Database

Google BigQuery

Overview

Google BigQuery is a fully managed, serverless enterprise data warehouse provided by Google Cloud. Using columnar storage and distributed architecture, it enables ultra-fast SQL analytics on petabyte-scale datasets. With integrated machine learning capabilities (BigQuery ML), geospatial analysis, and streaming analytics, it serves as a comprehensive data analytics platform utilized by enterprises worldwide.

Details

Google BigQuery was launched by Google in 2012 as a cloud-native data warehouse service. Built on the Dremel engine, it leverages columnar storage, massively parallel processing, and automatic scaling to enable data analysis at scales and speeds that would be challenging for traditional on-premises data warehouses. Being fully serverless eliminates infrastructure management requirements and operates on a pay-as-you-use pricing model.

Key features of BigQuery:

  • Serverless and fully managed
  • Columnar storage with distributed processing
  • Standard SQL query support
  • BigQuery ML (integrated machine learning)
  • Geospatial analytics capabilities (BigQuery GIS)
  • Real-time streaming analytics
  • Petabyte-scale scalability
  • Data sharing and collaboration
  • Enterprise-grade security and compliance
  • Google Cloud ecosystem integration

Advantages and Disadvantages

Advantages

  • Serverless: No infrastructure management, automatic scaling
  • Ultra-fast: High-speed query execution with columnar storage
  • ML Integration: Create and run ML models directly with SQL
  • Geospatial Analysis: Rich GIS functionality for Geography data types
  • Cost Efficient: Pay-as-you-use pricing model
  • Standard SQL: Leverage existing SQL skills directly
  • Data Sharing: Secure data sharing through Analytics Hub
  • Security: Enterprise-grade security features

Disadvantages

  • Vendor Lock-in: Dependency on Google Cloud platform
  • Query Costs: Increased expenses for large-scale data processing
  • Latency: Not suitable for small-scale OLTP operations
  • Data Migration: Costs associated with migrating from existing systems
  • Learning Curve: Need to master BigQuery-specific features

Key Links

Code Examples

Setup and Authentication

# Google Cloud CLI Installation
# Windows (PowerShell)
(New-Object Net.WebClient).DownloadFile("https://dl.google.com/dl/cloudsdk/channels/rapid/GoogleCloudSDKInstaller.exe", "$env:Temp\GoogleCloudSDKInstaller.exe")
& $env:Temp\GoogleCloudSDKInstaller.exe

# macOS
curl https://sdk.cloud.google.com | bash
exec -l $SHELL

# Ubuntu/Debian
echo "deb [signed-by=/usr/share/keyrings/cloud.google.gpg] https://packages.cloud.google.com/apt cloud-sdk main" | sudo tee -a /etc/apt/sources.list.d/google-cloud-sdk.list
curl https://packages.cloud.google.com/apt/doc/apt-key.gpg | sudo apt-key --keyring /usr/share/keyrings/cloud.google.gpg add -
sudo apt-get update && sudo apt-get install google-cloud-cli

# Authentication setup
gcloud auth login
gcloud config set project YOUR_PROJECT_ID

# BigQuery Python client installation
pip install google-cloud-bigquery
pip install google-cloud-bigquery[pandas,pyarrow]  # With Pandas integration
pip install google-cloud-bigquery[opentelemetry]   # With tracing support

Basic Operations (Dataset and Table Management)

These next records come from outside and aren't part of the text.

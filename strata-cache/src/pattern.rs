//! Per-key access history feeding the preload score.

use std::collections::VecDeque;
use std::time::{Duration, Instant};

/// Rolling access history for one key. Survives eviction of the entry so
/// absent keys can still be scored for preloading.
#[derive(Debug, Clone)]
pub(crate) struct AccessPattern {
    history: VecDeque<Instant>,
    pub last_access: Instant,
    /// Most recent recompute cost observed on `put`.
    pub last_cost: f64,
}

impl AccessPattern {
    pub fn new(now: Instant) -> Self {
        Self {
            history: VecDeque::new(),
            last_access: now,
            last_cost: 0.0,
        }
    }

    /// Record an access and trim samples outside the window.
    pub fn record(&mut self, now: Instant, window: Duration, max_samples: usize) {
        self.history.push_back(now);
        self.last_access = now;
        self.trim(now, window, max_samples);
    }

    fn trim(&mut self, now: Instant, window: Duration, max_samples: usize) {
        while self
            .history
            .front()
            .is_some_and(|t| now.saturating_duration_since(*t) > window)
        {
            self.history.pop_front();
        }
        while self.history.len() > max_samples {
            self.history.pop_front();
        }
    }

    /// Accesses within `window` of `now`.
    pub fn frequency(&self, now: Instant, window: Duration) -> usize {
        self.history
            .iter()
            .filter(|t| now.saturating_duration_since(**t) <= window)
            .count()
    }
}

/// Weights for `recency * w_r + frequency * w_f + cost * w_c`.
#[derive(Debug, Clone, Copy)]
pub(crate) struct PreloadWeights {
    pub recency: f64,
    pub frequency: f64,
    pub cost: f64,
}

/// Candidate key collected during a preload pass.
#[derive(Debug, Clone)]
pub(crate) struct PreloadCandidate {
    pub key: String,
    pub recency: f64,
    pub frequency: f64,
    pub cost: f64,
}

/// Score candidates and return the top `n` with score at least `min_score`,
/// highest first, ties by key.
///
/// Factors are normalised to `[0, 1]`: recency as `1 / (1 + idle / scale)`,
/// frequency as a fraction of the sample cap, cost relative to the most
/// expensive candidate.
pub(crate) fn rank_candidates(
    mut candidates: Vec<PreloadCandidate>,
    weights: PreloadWeights,
    min_score: f64,
    n: usize,
) -> Vec<(String, f64)> {
    let max_cost = candidates.iter().map(|c| c.cost).fold(0.0_f64, f64::max);
    let mut scored: Vec<(String, f64)> = candidates
        .drain(..)
        .map(|c| {
            let cost_factor = if max_cost > 0.0 { c.cost / max_cost } else { 0.0 };
            let score = weights.recency * c.recency
                + weights.frequency * c.frequency
                + weights.cost * cost_factor;
            (c.key, score)
        })
        .filter(|(_, score)| *score >= min_score)
        .collect();

    scored.sort_by(|a, b| b.1.total_cmp(&a.1).then_with(|| a.0.cmp(&b.0)));
    scored.truncate(n);
    scored
}

#[cfg(test)]
mod tests {
    use super::*;

    const WEIGHTS: PreloadWeights = PreloadWeights {
        recency: 0.4,
        frequency: 0.4,
        cost: 0.2,
    };

    fn candidate(key: &str, recency: f64, frequency: f64, cost: f64) -> PreloadCandidate {
        PreloadCandidate {
            key: key.to_string(),
            recency,
            frequency,
            cost,
        }
    }

    #[test]
    fn test_history_trims_to_max_samples() {
        let now = Instant::now();
        let mut pattern = AccessPattern::new(now);
        for _ in 0..10 {
            pattern.record(now, Duration::from_secs(60), 4);
        }
        assert_eq!(pattern.frequency(now, Duration::from_secs(60)), 4);
    }

    #[test]
    fn test_rank_orders_by_score_then_key() {
        let ranked = rank_candidates(
            vec![
                candidate("b", 1.0, 1.0, 10.0),
                candidate("a", 1.0, 1.0, 10.0),
                candidate("c", 0.1, 0.0, 0.0),
            ],
            WEIGHTS,
            0.0,
            10,
        );
        let keys: Vec<&str> = ranked.iter().map(|(k, _)| k.as_str()).collect();
        assert_eq!(keys, vec!["a", "b", "c"]);
    }

    #[test]
    fn test_rank_applies_min_score_and_top_n() {
        let ranked = rank_candidates(
            vec![
                candidate("hot", 1.0, 1.0, 5.0),
                candidate("warm", 0.5, 0.5, 5.0),
                candidate("cold", 0.0, 0.0, 0.0),
            ],
            WEIGHTS,
            0.1,
            1,
        );
        assert_eq!(ranked.len(), 1);
        assert_eq!(ranked[0].0, "hot");
    }
}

from google.cloud import bigquery
import pandas as pd
from datetime import datetime

# Initialize client
client = bigquery.Client(project='your-project-id')

# Create dataset
dataset_id = f"{client.project}.analytics_demo"
dataset = bigquery.Dataset(dataset_id)
dataset.location = "US"
dataset.description = "Demo dataset for analytics"
dataset = client.create_dataset(dataset, exists_ok=True)
print(f"Created dataset: {dataset.dataset_id}")

# Create table
table_id = f"{dataset_id}.sales_data"
schema = [
    bigquery.SchemaField("transaction_id", "STRING", mode="REQUIRED"),
    bigquery.SchemaField("timestamp", "TIMESTAMP", mode="REQUIRED"),
    bigquery.SchemaField("customer_id", "STRING", mode="REQUIRED"),
    bigquery.SchemaField("product_id", "STRING", mode="REQUIRED"),
    bigquery.SchemaField("category", "STRING", mode="REQUIRED"),
    bigquery.SchemaField("amount", "FLOAT64", mode="REQUIRED"),
    bigquery.SchemaField("quantity", "INTEGER", mode="REQUIRED"),
    bigquery.SchemaField("region", "STRING", mode="NULLABLE"),
    bigquery.SchemaField("channel", "STRING", mode="NULLABLE"),
]

table = bigquery.Table(table_id, schema=schema)
table.description = "Sales transaction data"
table = client.create_table(table, exists_ok=True)
print(f"Created table: {table.table_id}")

# Insert data
rows_to_insert = [
    {
        "transaction_id": "txn_001",
        "timestamp": datetime(2024, 1, 15, 10, 30),
        "customer_id": "cust_1001",
        "product_id": "prod_A",
        "category": "Electronics",
        "amount": 299.99,
        "quantity": 1,
        "region": "North America",
        "channel": "Online"
    },
    {
        "transaction_id": "txn_002",
        "timestamp": datetime(2024, 1, 15, 11, 15),
        "customer_id": "cust_1002",
        "product_id": "prod_B",
        "category": "Clothing",
        "amount": 79.99,
        "quantity": 2,
        "region": "Europe",
        "channel": "Store"
    }
]

errors = client.insert_rows_json(table, rows_to_insert)
if not errors:
    print("Data inserted successfully")
else:
    print(f"Errors: {errors}")

# Create partitioned table
partitioned_table_id = f"{dataset_id}.sales_partitioned"
partitioned_table = bigquery.Table(partitioned_table_id, schema=schema)
partitioned_table.time_partitioning = bigquery.TimePartitioning(
    type_=bigquery.TimePartitioningType.DAY,
    field="timestamp"
)
partitioned_table = client.create_table(partitioned_table, exists_ok=True)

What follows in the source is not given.